> **Required work**:
Copy each line of the data that has "already" in it.

> **The input**:
----

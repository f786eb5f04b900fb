use alloc::{collections::BTreeMap, string::String, vec::Vec};
use tracing::debug;

use crate::{
    callable::Callable,
    config::Config,
    init::{InitStep, InitTarget},
    injector::{Injector, WeakInjector},
    instance::Instance,
    module::Module,
    scope::Parent,
};

/// How a provider builds its service.
#[derive(Clone, Copy, Debug, PartialEq, Eq)]
pub enum ProviderKind {
    Value,
    Factory,
    Constructor,
    /// Exported name forwarding to a private module's injector.
    PrivateAlias,
}

#[derive(Clone)]
pub(crate) enum ProviderEntry {
    Value(Instance),
    Factory(Callable),
    Constructor(Callable),
    PrivateAlias(Injector),
}

impl ProviderEntry {
    #[inline]
    #[must_use]
    pub(crate) const fn kind(&self) -> ProviderKind {
        match self {
            Self::Value(_) => ProviderKind::Value,
            Self::Factory(_) => ProviderKind::Factory,
            Self::Constructor(_) => ProviderKind::Constructor,
            Self::PrivateAlias(_) => ProviderKind::PrivateAlias,
        }
    }

    #[inline]
    #[must_use]
    pub(crate) fn scope_tags(&self) -> &[String] {
        match self {
            Self::Factory(callable) | Self::Constructor(callable) => callable.scope_tags(),
            Self::Value(_) | Self::PrivateAlias(_) => &[],
        }
    }

    #[must_use]
    fn annotated(self, config: &Config) -> Self {
        match self {
            Self::Factory(callable) => Self::Factory(callable.annotated(config.annotator())),
            Self::Constructor(callable) => Self::Constructor(callable.annotated(config.annotator())),
            entry => entry,
        }
    }
}

/// Provider table of one injector, immutable once built.
#[derive(Clone)]
pub(crate) struct Registry<P = ProviderEntry> {
    providers: BTreeMap<String, P>,
}

impl<P> Default for Registry<P> {
    fn default() -> Self {
        Self {
            providers: BTreeMap::new(),
        }
    }
}

impl<P> Registry<P> {
    /// Registers `provider`, replacing the one registered earlier under the same name.
    #[inline]
    pub(crate) fn insert(&mut self, name: String, provider: P) {
        self.providers.insert(name, provider);
    }

    #[inline]
    #[must_use]
    pub(crate) fn get(&self, name: &str) -> Option<&P> {
        self.providers.get(name)
    }

    #[inline]
    #[must_use]
    pub(crate) fn contains(&self, name: &str) -> bool {
        self.providers.contains_key(name)
    }

    pub(crate) fn iter(&self) -> impl Iterator<Item = (&str, &P)> {
        self.providers.iter().map(|(name, provider)| (name.as_str(), provider))
    }

    pub(crate) fn names(&self) -> impl Iterator<Item = &str> {
        self.providers.keys().map(String::as_str)
    }

    #[inline]
    #[must_use]
    pub(crate) fn len(&self) -> usize {
        self.providers.len()
    }
}

/// Loads modules into a provider table and the initializer sequence of the injector being built.
pub(crate) struct RegistryBuilder<'a> {
    injector: WeakInjector,
    config: &'a Config,
    registry: Registry,
    initializers: Vec<InitStep>,
    scheduled: Vec<Module>,
    pending: Vec<Module>,
}

impl<'a> RegistryBuilder<'a> {
    #[inline]
    #[must_use]
    pub(crate) fn new(injector: WeakInjector, config: &'a Config) -> Self {
        Self {
            injector,
            config,
            registry: Registry::default(),
            initializers: Vec::new(),
            scheduled: Vec::new(),
            pending: Vec::new(),
        }
    }

    #[must_use]
    pub(crate) fn load(mut self, modules: &[Module]) -> (Registry, Vec<InitStep>) {
        for module in modules {
            self.schedule(module);
        }
        debug!(
            modules = self.scheduled.len(),
            providers = self.registry.len(),
            "Modules loaded"
        );
        (self.registry, self.initializers)
    }

    /// Schedules `depends` first, then the module itself, each module once.
    ///
    /// A module still waiting for its own `depends` is skipped, which breaks `depends` cycles.
    fn schedule(&mut self, module: &Module) {
        if self
            .scheduled
            .iter()
            .chain(&self.pending)
            .any(|scheduled| scheduled.ptr_eq(module))
        {
            debug!("Module already scheduled");
            return;
        }

        self.pending.push(module.clone());
        for dependency in &module.inner.depends {
            self.schedule(dependency);
        }
        self.pending.pop();

        self.scheduled.push(module.clone());
        self.register(module);
    }

    fn register(&mut self, module: &Module) {
        if let Some(exports) = module.exports() {
            self.register_private(module, exports);
            return;
        }

        for (name, provider) in &module.inner.providers {
            self.registry.insert(name.clone(), provider.clone().annotated(self.config));
        }
        for initializer in &module.inner.initializers {
            self.initializers
                .push(InitStep::new(InitTarget::Local, initializer.clone().annotated(self.config)));
        }
    }

    /// Builds the private injector, nested modules first, and aliases the exported names to it.
    fn register_private(&mut self, module: &Module, exports: &[String]) {
        let mut modules = module.inner.nested.clone();
        modules.push(module.internals());

        let private = Injector::build(&modules, Parent::Enclosing(self.injector.clone()), self.config.clone());

        for name in exports {
            self.registry
                .insert(name.clone(), ProviderEntry::PrivateAlias(private.clone()));
        }

        self.initializers.push(InitStep::private_init(private.clone()));
        for initializer in &module.inner.initializers {
            self.initializers.push(InitStep::new(
                InitTarget::Private(private.clone()),
                initializer.clone().annotated(self.config),
            ));
        }
        debug!(exports = exports.len(), "Private module registered");
    }
}
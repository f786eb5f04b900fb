use alloc::{
    collections::BTreeMap,
    string::{String, ToString as _},
    vec::Vec,
};
use core::any::type_name;

use crate::{
    annotation::KEYED_MARKER,
    errors::InstantiateErrorKind,
    instance::{Instance, Properties},
    utils::thread_safety::{RcThreadSafety, SendSafety, SyncSafety},
};

/// Overrides consulted before the injector when a callable's dependencies are resolved.
///
/// A name set with [`Locals::undefined`] is passed as an explicitly missing argument
/// instead of being resolved.
#[derive(Clone, Debug, Default)]
pub struct Locals(BTreeMap<String, Option<Instance>>);

impl Locals {
    #[inline]
    #[must_use]
    pub const fn new() -> Self {
        Self(BTreeMap::new())
    }

    #[must_use]
    pub fn with<T: SendSafety + SyncSafety + 'static>(mut self, name: impl Into<String>, value: T) -> Self {
        self.insert(name, Instance::new(value));
        self
    }

    #[must_use]
    pub fn undefined(mut self, name: impl Into<String>) -> Self {
        self.0.insert(name.into(), None);
        self
    }

    #[inline]
    pub fn insert(&mut self, name: impl Into<String>, instance: Instance) {
        self.0.insert(name.into(), Some(instance));
    }

    /// `None` if the name isn't overridden, `Some(None)` if it's overridden as undefined.
    #[inline]
    #[must_use]
    pub fn get(&self, name: &str) -> Option<Option<&Instance>> {
        self.0.get(name).map(Option::as_ref)
    }
}

/// Dependencies bundled into a single argument by the keyed convention.
///
/// Names that resolved to nothing are absent.
#[derive(Clone, Debug, Default)]
pub struct KeyedArguments(BTreeMap<String, Instance>);

impl KeyedArguments {
    #[inline]
    #[must_use]
    pub(crate) fn new(values: BTreeMap<String, Instance>) -> Self {
        Self(values)
    }

    #[inline]
    #[must_use]
    pub fn get(&self, name: &str) -> Option<&Instance> {
        self.0.get(name)
    }

    #[inline]
    #[must_use]
    pub fn get_as<T: SendSafety + SyncSafety + 'static>(&self, name: &str) -> Option<RcThreadSafety<T>> {
        self.0.get(name).and_then(Instance::downcast)
    }

    #[inline]
    #[must_use]
    pub fn contains(&self, name: &str) -> bool {
        self.0.contains_key(name)
    }

    #[inline]
    #[must_use]
    pub fn len(&self) -> usize {
        self.0.len()
    }

    #[inline]
    #[must_use]
    pub fn is_empty(&self) -> bool {
        self.0.is_empty()
    }

    pub fn iter(&self) -> impl Iterator<Item = (&str, &Instance)> {
        self.0.iter().map(|(name, instance)| (name.as_str(), instance))
    }
}

impl Properties for KeyedArguments {
    #[inline]
    fn property(&self, key: &str) -> Option<Instance> {
        self.0.get(key).cloned()
    }
}

/// Resolved arguments of one call, in dependency order.
#[derive(Clone, Debug, Default)]
pub struct Arguments {
    context: Option<Instance>,
    values: Vec<(String, Option<Instance>)>,
}

impl Arguments {
    #[inline]
    #[must_use]
    pub(crate) fn positional(context: Option<Instance>, values: Vec<(String, Option<Instance>)>) -> Self {
        Self { context, values }
    }

    #[must_use]
    pub(crate) fn keyed(context: Option<Instance>, values: KeyedArguments) -> Self {
        Self {
            context,
            values: alloc::vec![(KEYED_MARKER.to_string(), Some(Instance::with_properties(values)))],
        }
    }

    /// Receiver passed to [`crate::Injector::invoke_with`], never set for providers.
    #[inline]
    #[must_use]
    pub fn context(&self) -> Option<&Instance> {
        self.context.as_ref()
    }

    #[inline]
    #[must_use]
    pub fn get(&self, index: usize) -> Option<&Instance> {
        self.values.get(index).and_then(|(_, value)| value.as_ref())
    }

    #[must_use]
    pub fn by_name(&self, name: &str) -> Option<&Instance> {
        self.values
            .iter()
            .find(|(value_name, _)| value_name == name)
            .and_then(|(_, value)| value.as_ref())
    }

    /// Keyed bundle, if the callable uses the keyed convention.
    #[must_use]
    pub fn keyed_arguments(&self) -> Option<RcThreadSafety<KeyedArguments>> {
        self.by_name(KEYED_MARKER).and_then(Instance::downcast)
    }

    #[inline]
    #[must_use]
    pub fn len(&self) -> usize {
        self.values.len()
    }

    #[inline]
    #[must_use]
    pub fn is_empty(&self) -> bool {
        self.values.is_empty()
    }

    pub fn iter(&self) -> impl Iterator<Item = Argument<'_>> {
        self.values.iter().map(|(name, value)| Argument {
            name,
            value: value.as_ref(),
        })
    }
}

/// One resolved argument, `value` is `None` if it was overridden as undefined.
#[derive(Clone, Copy, Debug)]
pub struct Argument<'a> {
    pub name: &'a str,
    pub value: Option<&'a Instance>,
}

/// Extracts a typed parameter of a callable from its resolved argument.
///
/// `None` means the callable declared fewer dependencies than it has parameters.
pub trait FromArgument: Sized {
    /// # Errors
    /// Returns [`InstantiateErrorKind::MissingArgument`] or [`InstantiateErrorKind::IncorrectType`]
    /// if the argument can't become `Self`.
    fn from_argument(argument: Option<Argument<'_>>) -> Result<Self, InstantiateErrorKind>;
}

fn required(argument: Option<Argument<'_>>) -> Result<(&str, &Instance), InstantiateErrorKind> {
    match argument {
        Some(Argument {
            name,
            value: Some(value),
        }) => Ok((name, value)),
        Some(Argument { name, value: None }) => Err(InstantiateErrorKind::MissingArgument { name: name.to_string() }),
        None => Err(InstantiateErrorKind::MissingArgument {
            name: String::from("<undeclared>"),
        }),
    }
}

fn downcast<T: SendSafety + SyncSafety + 'static>(name: &str, value: &Instance) -> Result<RcThreadSafety<T>, InstantiateErrorKind> {
    value.downcast::<T>().ok_or_else(|| InstantiateErrorKind::IncorrectType {
        name: name.to_string(),
        expected: type_name::<T>(),
        actual: value.type_name(),
    })
}

impl FromArgument for Instance {
    #[inline]
    fn from_argument(argument: Option<Argument<'_>>) -> Result<Self, InstantiateErrorKind> {
        required(argument).map(|(_, value)| value.clone())
    }
}

impl FromArgument for Option<Instance> {
    #[inline]
    fn from_argument(argument: Option<Argument<'_>>) -> Result<Self, InstantiateErrorKind> {
        Ok(argument.and_then(|argument| argument.value).cloned())
    }
}

impl<T: SendSafety + SyncSafety + 'static> FromArgument for RcThreadSafety<T> {
    fn from_argument(argument: Option<Argument<'_>>) -> Result<Self, InstantiateErrorKind> {
        let (name, value) = required(argument)?;
        downcast(name, value)
    }
}

impl<T: SendSafety + SyncSafety + 'static> FromArgument for Option<RcThreadSafety<T>> {
    fn from_argument(argument: Option<Argument<'_>>) -> Result<Self, InstantiateErrorKind> {
        match argument {
            Some(Argument {
                name,
                value: Some(value),
            }) => downcast(name, value).map(Some),
            _ => Ok(None),
        }
    }
}

impl FromArgument for KeyedArguments {
    fn from_argument(argument: Option<Argument<'_>>) -> Result<Self, InstantiateErrorKind> {
        let (name, value) = required(argument)?;
        downcast::<KeyedArguments>(name, value).map(|keyed| (*keyed).clone())
    }
}
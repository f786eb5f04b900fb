#![allow(dead_code)]

use criterion::{criterion_group, criterion_main, Criterion};
use ductile::{annotate, Callable, Injector, Module};
use std::sync::Arc;

struct A(Arc<B>, Arc<C>);
struct B(i32);
struct C(Arc<CA>);
struct CA(Arc<CAA>);
struct CAA(Arc<CAAA>);
struct CAAA;

#[inline]
fn chain_module() -> Module {
    Module::builder()
        .factory("caaa", Callable::new(|| Ok(CAAA)))
        .factory("caa", annotate(["caaa"], |caaa: Arc<CAAA>| Ok(CAA(caaa))))
        .factory("ca", annotate(["caa"], |caa: Arc<CAA>| Ok(CA(caa))))
        .factory("c", annotate(["ca"], |ca: Arc<CA>| Ok(C(ca))).scope(["request"]))
        .value("b", B(2))
        .factory("a", annotate(["b", "c"], |b: Arc<B>, c: Arc<C>| Ok(A(b, c))).scope(["request"]))
        .build()
}

#[inline]
fn private_module() -> Module {
    Module::builder()
        .value("secret", 1_i32)
        .factory("public", annotate(["secret"], |secret: Arc<i32>| Ok(*secret + 1)))
        .exports(["public"])
        .build()
}

#[inline]
fn injector_new(module: &Module, private: &Module) -> Injector {
    Injector::new([module.clone(), private.clone()])
}

#[inline]
fn injector_get(injector: &Injector) {
    let _ = injector.get("a").unwrap();
}

#[inline]
fn injector_child_forced(injector: &Injector) {
    let child = injector.create_child([], &["request", "public"]).unwrap();
    let _ = child.get("a").unwrap();
    let _ = child.get("public").unwrap();
}

fn criterion_benchmark(c: &mut Criterion) {
    let (module, private) = (chain_module(), private_module());
    let cached = injector_new(&module, &private);
    injector_get(&cached);

    c.bench_function("injector_new", |b| b.iter(|| injector_new(&module, &private)))
        .bench_function("injector_get", |b| {
            b.iter(|| injector_get(&injector_new(&module, &private)))
        })
        .bench_function("injector_get_with_cache", |b| b.iter(|| injector_get(&cached)))
        .bench_function("injector_child_forced", |b| b.iter(|| injector_child_forced(&cached)));
}

criterion_group!(benches, criterion_benchmark);
criterion_main!(benches);
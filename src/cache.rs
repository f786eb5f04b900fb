use alloc::{
    boxed::Box,
    collections::BTreeMap,
    string::{String, ToString as _},
};

use crate::instance::Instance;

/// Built instances of one injector, keyed by service name.
///
/// Entries are never evicted or replaced.
#[derive(Clone, Default)]
pub(crate) struct Cache {
    map: Option<Box<BTreeMap<String, Instance>>>,
}

impl Cache {
    #[must_use]
    pub(crate) const fn new() -> Self {
        Self { map: None }
    }

    #[must_use]
    pub(crate) fn get(&self, name: &str) -> Option<Instance> {
        self.map.as_ref().and_then(|map| map.get(name)).cloned()
    }

    /// Inserts `instance` unless the name is already cached and returns the instance that stays cached.
    #[inline]
    pub(crate) fn insert(&mut self, name: &str, instance: Instance) -> Instance {
        self.map
            .get_or_insert_with(Box::default)
            .entry(name.to_string())
            .or_insert(instance)
            .clone()
    }

    #[inline]
    #[must_use]
    pub(crate) fn len(&self) -> usize {
        self.map.as_ref().map_or(0, |map| map.len())
    }
}
//! Injector whose providers may suspend, behind the `async` feature.
//!
//! Sibling dependencies of a provider resolve concurrently.
//! Child injectors, private modules and initializers are available on [`crate::Injector`] only.

mod callable;
mod injector;
mod module;

pub use callable::{annotate, AsyncCallable, AsyncFunction};
pub use injector::AsyncInjector;
pub use module::{AsyncModule, AsyncModuleBuilder};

----

> **Task answer**:
            debug!("Module already scheduled");
    /// Inserts `instance` unless the name is already cached and returns the instance that stays cached.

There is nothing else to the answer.